In some cases, he prescribes MRI, X-rays, blood tests. Then, upon confirmation of the diagnosis, he recommends treatment.
Treatment
Bursitis is treated in a comprehensive manner. This is the intake of medicines inside, injections, external agents and physiotherapy.
Non-steroidal anti-inflammatory drugs (Ibuprofen, Indomethacin, Meloxicam, Celecoxib, Piroxicam, Diclofenac) help. They reduce pain and inflammation. Hormonal substances are used (Prednisolone, Hydrocortisone, Flosterone, Kenalog, Dexamethasone). Chondroprotectors (Dihydroquercetin plus, Osteo-Vit, Teraflex, Artra), vitamins, microelements are used. In advanced cases, antibiotics are prescribed (Cefazolin, Sumamed, Panklav).

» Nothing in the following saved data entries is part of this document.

//! YouTube video access.
//!
//! URL parsing, transcript retrieval and lightweight metadata lookup.

mod source;

pub use source::YoutubeSource;

use crate::error::{AssistError, Result};
use async_trait::async_trait;
use regex::Regex;
use serde::{Deserialize, Serialize};
use std::sync::OnceLock;
use url::Url;

/// Metadata about a YouTube video.
#[derive(Debug, Clone, PartialEq, Serialize, Deserialize)]
pub struct VideoMetadata {
    pub video_id: String,
    pub title: String,
    /// Channel name.
    pub author_name: String,
    pub author_url: Option<String>,
    pub thumbnail_url: Option<String>,
    /// Canonical watch URL.
    pub video_url: String,
    /// True when oEmbed was unavailable and placeholder values are used.
    pub fallback: bool,
}

impl VideoMetadata {
    /// Placeholder metadata used when the lookup fails.
    pub fn fallback(video_id: &str) -> Self {
        Self {
            video_id: video_id.to_string(),
            title: format!("YouTube Video: {}", video_id),
            author_name: "Unknown Channel".to_string(),
            author_url: None,
            thumbnail_url: Some(format!(
                "https://img.youtube.com/vi/{}/maxresdefault.jpg",
                video_id
            )),
            video_url: watch_url(video_id),
            fallback: true,
        }
    }

    /// Create a URL with timestamp for a specific point in the video.
    pub fn url_with_timestamp(&self, seconds: f64) -> String {
        format!("https://youtube.com/watch?v={}&t={}s", self.video_id, seconds as u32)
    }
}

/// A timed piece of caption text.
#[derive(Debug, Clone, PartialEq, Serialize, Deserialize)]
pub struct TranscriptSnippet {
    pub text: String,
    /// Start time in seconds.
    pub start: f64,
    /// Duration in seconds.
    pub duration: f64,
}

impl TranscriptSnippet {
    pub fn new(text: impl Into<String>, start: f64, duration: f64) -> Self {
        Self {
            text: text.into(),
            start,
            duration,
        }
    }

    pub fn end(&self) -> f64 {
        self.start + self.duration
    }
}

/// A fetched video transcript.
#[derive(Debug, Clone, Serialize, Deserialize)]
pub struct Transcript {
    pub video_id: String,
    /// Language code of the captions.
    pub language: String,
    pub snippets: Vec<TranscriptSnippet>,
}

impl Transcript {
    pub fn new(video_id: impl Into<String>, language: impl Into<String>, snippets: Vec<TranscriptSnippet>) -> Self {
        Self {
            video_id: video_id.into(),
            language: language.into(),
            snippets,
        }
    }

    /// Whole transcript as a single space-joined string.
    pub fn text(&self) -> String {
        self.snippets
            .iter()
            .map(|s| s.text.trim())
            .filter(|t| !t.is_empty())
            .collect::<Vec<_>>()
            .join(" ")
    }

    pub fn is_empty(&self) -> bool {
        self.snippets.iter().all(|s| s.text.trim().is_empty())
    }
}

/// Trait for video providers.
#[async_trait]
pub trait VideoSource: Send + Sync {
    /// Fetch title/channel metadata. Never fails: falls back to placeholders.
    async fn fetch_metadata(&self, video_id: &str) -> VideoMetadata;

    /// Fetch the transcript for a video.
    async fn fetch_transcript(&self, video_id: &str) -> Result<Transcript>;
}

/// Canonical watch URL for a video ID.
pub fn watch_url(video_id: &str) -> String {
    format!("https://www.youtube.com/watch?v={}", video_id)
}

fn video_id_regex() -> &'static Regex {
    static RE: OnceLock<Regex> = OnceLock::new();
    RE.get_or_init(|| Regex::new(r"^[A-Za-z0-9_-]{11}$").expect("static regex"))
}

fn valid_id(candidate: &str) -> Option<String> {
    video_id_regex()
        .is_match(candidate)
        .then(|| candidate.to_string())
}

/// Extract the video ID from a YouTube URL or a bare 11-character ID.
pub fn parse_video_id(input: &str) -> Result<String> {
    let input = input.trim();
    let invalid = || AssistError::InvalidInput(format!("Invalid YouTube URL format: {}", input));

    if input.is_empty() {
        return Err(invalid());
    }
    if let Some(id) = valid_id(input) {
        return Ok(id);
    }

    let with_scheme = if input.contains("://") {
        input.to_string()
    } else {
        format!("https://{}", input)
    };
    let url = Url::parse(&with_scheme).map_err(|_| invalid())?;

    let host = url.host_str().ok_or_else(invalid)?;
    let host = host
        .strip_prefix("www.")
        .or_else(|| host.strip_prefix("m."))
        .or_else(|| host.strip_prefix("music."))
        .unwrap_or(host);

    let mut segments = url.path_segments().into_iter().flatten().filter(|s| !s.is_empty());

    let candidate = match host {
        "youtu.be" => segments.next().map(str::to_string),
        "youtube.com" | "youtube-nocookie.com" => match segments.next() {
            Some("watch") => url
                .query_pairs()
                .find(|(k, _)| k == "v")
                .map(|(_, v)| v.into_owned()),
            Some("embed") | Some("shorts") | Some("v") | Some("live") => {
                segments.next().map(str::to_string)
            }
            _ => None,
        },
        _ => None,
    };

    candidate.as_deref().and_then(valid_id).ok_or_else(invalid)
}

#[cfg(test)]
mod tests {
    use super::*;

    #[test]
    fn test_parse_video_id_formats() {
        let expected = "dQw4w9WgXcQ";
        for input in [
            "https://www.youtube.com/watch?v=dQw4w9WgXcQ",
            "https://youtube.com/watch?v=dQw4w9WgXcQ&t=30s",
            "https://www.youtube.com/watch?feature=share&v=dQw4w9WgXcQ",
            "https://m.youtube.com/watch?v=dQw4w9WgXcQ",
            "https://youtu.be/dQw4w9WgXcQ",
            "https://youtu.be/dQw4w9WgXcQ?si=abc",
            "https://www.youtube.com/embed/dQw4w9WgXcQ",
            "https://www.youtube.com/shorts/dQw4w9WgXcQ",
            "youtube.com/watch?v=dQw4w9WgXcQ",
            "  dQw4w9WgXcQ  ",
        ] {
            assert_eq!(parse_video_id(input).unwrap(), expected, "input: {}", input);
        }
    }

    #[test]
    fn test_parse_video_id_rejects_other_input() {
        for input in [
            "",
            "not-a-video-id",
            "https://example.com/watch?v=dQw4w9WgXcQ",
            "https://www.youtube.com/playlist?list=PLtest",
            "https://www.youtube.com/watch?v=short",
            "https://youtu.be/",
        ] {
            let err = parse_video_id(input).unwrap_err();
            assert!(matches!(err, AssistError::InvalidInput(_)), "input: {}", input);
        }
    }

    #[test]
    fn test_transcript_text() {
        let transcript = Transcript::new(
            "abc",
            "en",
            vec![
                TranscriptSnippet::new("hello ", 0.0, 2.0),
                TranscriptSnippet::new("", 2.0, 1.0),
                TranscriptSnippet::new("world", 3.0, 2.5),
            ],
        );
        assert_eq!(transcript.text(), "hello world");
        assert!(!transcript.is_empty());
    }

    #[test]
    fn test_fallback_metadata() {
        let meta = VideoMetadata::fallback("dQw4w9WgXcQ");
        assert!(meta.fallback);
        assert_eq!(meta.title, "YouTube Video: dQw4w9WgXcQ");
        assert_eq!(meta.video_url, "https://www.youtube.com/watch?v=dQw4w9WgXcQ");
        assert_eq!(meta.url_with_timestamp(65.4), "https://youtube.com/watch?v=dQw4w9WgXcQ&t=65s");
    }
}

Physical activity is advised to limit, when walking, use a cane, crutches. Topically applied ointments - Cortomycetin, Nise, Dolgit, Voltaren. Additional measures - laser therapy, ultrasound, electrophoresis, inductotherapy, dry heat, paraffin applications, physiotherapy exercises, massage.

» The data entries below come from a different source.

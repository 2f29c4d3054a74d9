//! Parsing of free-form model output.

use super::{Sentiment, SentimentLabel, Topic};
use regex::Regex;
use std::sync::OnceLock;

fn topic_header_regex() -> &'static Regex {
    static RE: OnceLock<Regex> = OnceLock::new();
    RE.get_or_init(|| {
        Regex::new(r"(?i)^\*\*\s*topic\s*\d+\s*[:.\-]\s*(.+?)\s*:?\s*\*\*:?$").expect("static regex")
    })
}

fn list_marker_regex() -> &'static Regex {
    static RE: OnceLock<Regex> = OnceLock::new();
    RE.get_or_init(|| Regex::new(r"^(?:\d+[.)]?\s*|[•\-*]\s*)").expect("static regex"))
}

fn confidence_regex() -> &'static Regex {
    static RE: OnceLock<Regex> = OnceLock::new();
    RE.get_or_init(|| Regex::new(r"(?i)\b(high|medium|low)\b").expect("static regex"))
}

/// Collapse line breaks into single spaces.
pub fn fold_newlines(text: &str) -> String {
    text.lines()
        .map(str::trim)
        .filter(|l| !l.is_empty())
        .collect::<Vec<_>>()
        .join(" ")
}

/// Split a summary on its bold markers into display fragments.
pub fn key_points(summary: &str) -> Vec<String> {
    summary
        .split("**")
        .map(str::trim)
        .filter(|p| !p.is_empty())
        .map(str::to_string)
        .collect()
}

/// Parse numbered or bulleted lines, stripping the markers.
pub fn parse_list_items(text: &str, max: usize) -> Vec<String> {
    text.lines()
        .map(str::trim)
        .filter(|line| {
            line.chars().next().is_some_and(|c| c.is_ascii_digit())
                || line.starts_with('•')
                || line.starts_with('-')
        })
        .map(|line| list_marker_regex().replace(line, "").trim().to_string())
        .filter(|item| !item.is_empty())
        .take(max)
        .collect()
}

/// Parse `**Topic N: Name**` blocks, falling back to a plain list.
pub fn parse_topics(text: &str, max: usize) -> Vec<Topic> {
    let mut topics: Vec<Topic> = Vec::new();
    let mut description: Vec<&str> = Vec::new();

    for line in text.lines().map(str::trim) {
        if let Some(caps) = topic_header_regex().captures(line) {
            if let Some(last) = topics.last_mut() {
                last.description = description.join(" ");
            }
            description.clear();
            topics.push(Topic {
                name: caps[1].trim_matches(|c| c == '[' || c == ']').trim().to_string(),
                description: String::new(),
            });
        } else if line.starts_with("**") {
            // A different bold section ends the current topic.
            if let Some(last) = topics.last_mut() {
                if last.description.is_empty() {
                    last.description = description.join(" ");
                }
            }
            description.clear();
        } else if !line.is_empty() && !topics.is_empty() {
            description.push(line);
        }
    }
    if let Some(last) = topics.last_mut() {
        if last.description.is_empty() {
            last.description = description.join(" ");
        }
    }

    if topics.is_empty() {
        topics = parse_list_items(text, max)
            .into_iter()
            .map(|item| match item.split_once(':') {
                Some((name, desc)) => Topic {
                    name: name.trim_matches('*').trim().to_string(),
                    description: desc.trim().to_string(),
                },
                None => Topic {
                    name: item,
                    description: String::new(),
                },
            })
            .collect();
    }

    topics.truncate(max);
    topics
}

fn labels_in(text: &str) -> Vec<SentimentLabel> {
    let lower = text.to_lowercase();
    [
        ("positive", SentimentLabel::Positive),
        ("negative", SentimentLabel::Negative),
        ("neutral", SentimentLabel::Neutral),
    ]
    .into_iter()
    .filter(|(word, _)| lower.contains(word))
    .map(|(_, label)| label)
    .collect()
}

fn label_in(line: &str) -> Option<SentimentLabel> {
    match labels_in(line).as_slice() {
        [] => None,
        [label] => Some(*label),
        // Several labels means the choices are restated; the answer follows the last colon.
        _ => match labels_in(line.rsplit_once(':')?.1).as_slice() {
            [label] => Some(*label),
            _ => None,
        },
    }
}

/// Extract the overall label and confidence from a sentiment analysis.
pub fn parse_sentiment(text: &str) -> Sentiment {
    let lines: Vec<&str> = text.lines().map(str::trim).collect();
    let section = lines
        .iter()
        .position(|l| l.to_lowercase().contains("overall sentiment"))
        .unwrap_or(0);

    let label = lines[section..]
        .iter()
        .take(6)
        .chain(lines.iter())
        .find_map(|l| label_in(l))
        .unwrap_or(SentimentLabel::Unknown);

    let confidence = lines
        .iter()
        .filter(|l| l.to_lowercase().contains("confidence"))
        .find_map(|l| confidence_regex().captures(l))
        .map(|caps| {
            let word = caps[1].to_lowercase();
            let mut chars = word.chars();
            match chars.next() {
                Some(first) => first.to_uppercase().chain(chars).collect(),
                None => word,
            }
        });

    Sentiment {
        label,
        confidence,
        analysis: text.trim().to_string(),
    }
}

#[cfg(test)]
mod tests {
    use super::*;

    #[test]
    fn test_parse_list_items() {
        let text = "Here are some questions:\n1. What is Rust?\n2) Why async?\n- How fast is it?\n• Is it safe?\n\nThanks!";
        let items = parse_list_items(text, 10);
        assert_eq!(
            items,
            vec!["What is Rust?", "Why async?", "How fast is it?", "Is it safe?"]
        );
        assert_eq!(parse_list_items(text, 2).len(), 2);
    }

    #[test]
    fn test_parse_topics_headers() {
        let text = "**Topic 1: Memory Safety**\nOwnership rules prevent leaks.\nNo GC needed.\n\n**Topic 2: [Concurrency]**\nFearless threads.";
        let topics = parse_topics(text, 5);
        assert_eq!(topics.len(), 2);
        assert_eq!(topics[0].name, "Memory Safety");
        assert_eq!(topics[0].description, "Ownership rules prevent leaks. No GC needed.");
        assert_eq!(topics[1].name, "Concurrency");
        assert_eq!(topics[1].description, "Fearless threads.");
    }

    #[test]
    fn test_parse_topics_falls_back_to_list() {
        let text = "1. Cooking: how to boil pasta\n2. Sauces";
        let topics = parse_topics(text, 5);
        assert_eq!(topics.len(), 2);
        assert_eq!(topics[0].name, "Cooking");
        assert_eq!(topics[0].description, "how to boil pasta");
        assert_eq!(topics[1].name, "Sauces");
    }

    #[test]
    fn test_parse_sentiment() {
        let text = "**Overall Sentiment:**\n- Positive, Negative, or Neutral: Positive\n- Confidence level: high\n\n**Emotional Tone:**\nUpbeat.";
        let sentiment = parse_sentiment(text);
        assert_eq!(sentiment.label, SentimentLabel::Positive);
        assert_eq!(sentiment.confidence.as_deref(), Some("High"));

        let text = "**Overall Sentiment:** Neutral\nThe speaker is calm.";
        assert_eq!(parse_sentiment(text).label, SentimentLabel::Neutral);

        let unknown = parse_sentiment("Hard to say.");
        assert_eq!(unknown.label, SentimentLabel::Unknown);
        assert_eq!(unknown.confidence, None);
    }

    #[test]
    fn test_key_points_and_folding() {
        let summary = "**Main Topic:** Rust **Key Points:** speed, safety";
        assert_eq!(
            key_points(summary),
            vec!["Main Topic:", "Rust", "Key Points:", "speed, safety"]
        );
        assert_eq!(fold_newlines("a\n\n  b \nc"), "a b c");
    }
}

In advanced cases, surgical intervention is used - the excess fluid is pumped out under local anesthesia with a syringe.
The affected bursa is removed (bursectomy) in rare cases, when calcification occurs.
Traditional medicine uses herbal compresses - burdock, chamomile, yarrow, cabbage leaf and honey. Drink a drink made from honey and apple cider vinegar.
Consequences and forecast
In many cases, the disease is cured with timely referral to a specialist and early detection. There is every chance of recovery, movement is restored and pain disappears. But if the bursitis turns into purulent, a person can become disabled due to the destruction of cartilage tissue.
Complications in advanced cases can be - defects of the thigh, limited range of motion, venous insufficiency.
Prevention
To prevent illness, you need to not overload the joints, not carry heavy objects, use orthopedic shoes, control weight, and avoid injuries. Exercise in moderation, do stretching exercises and strengthen your thigh muscles. Do not forget about rest and good sleep, eat right, excluding harmful products, give up smoking and alcohol.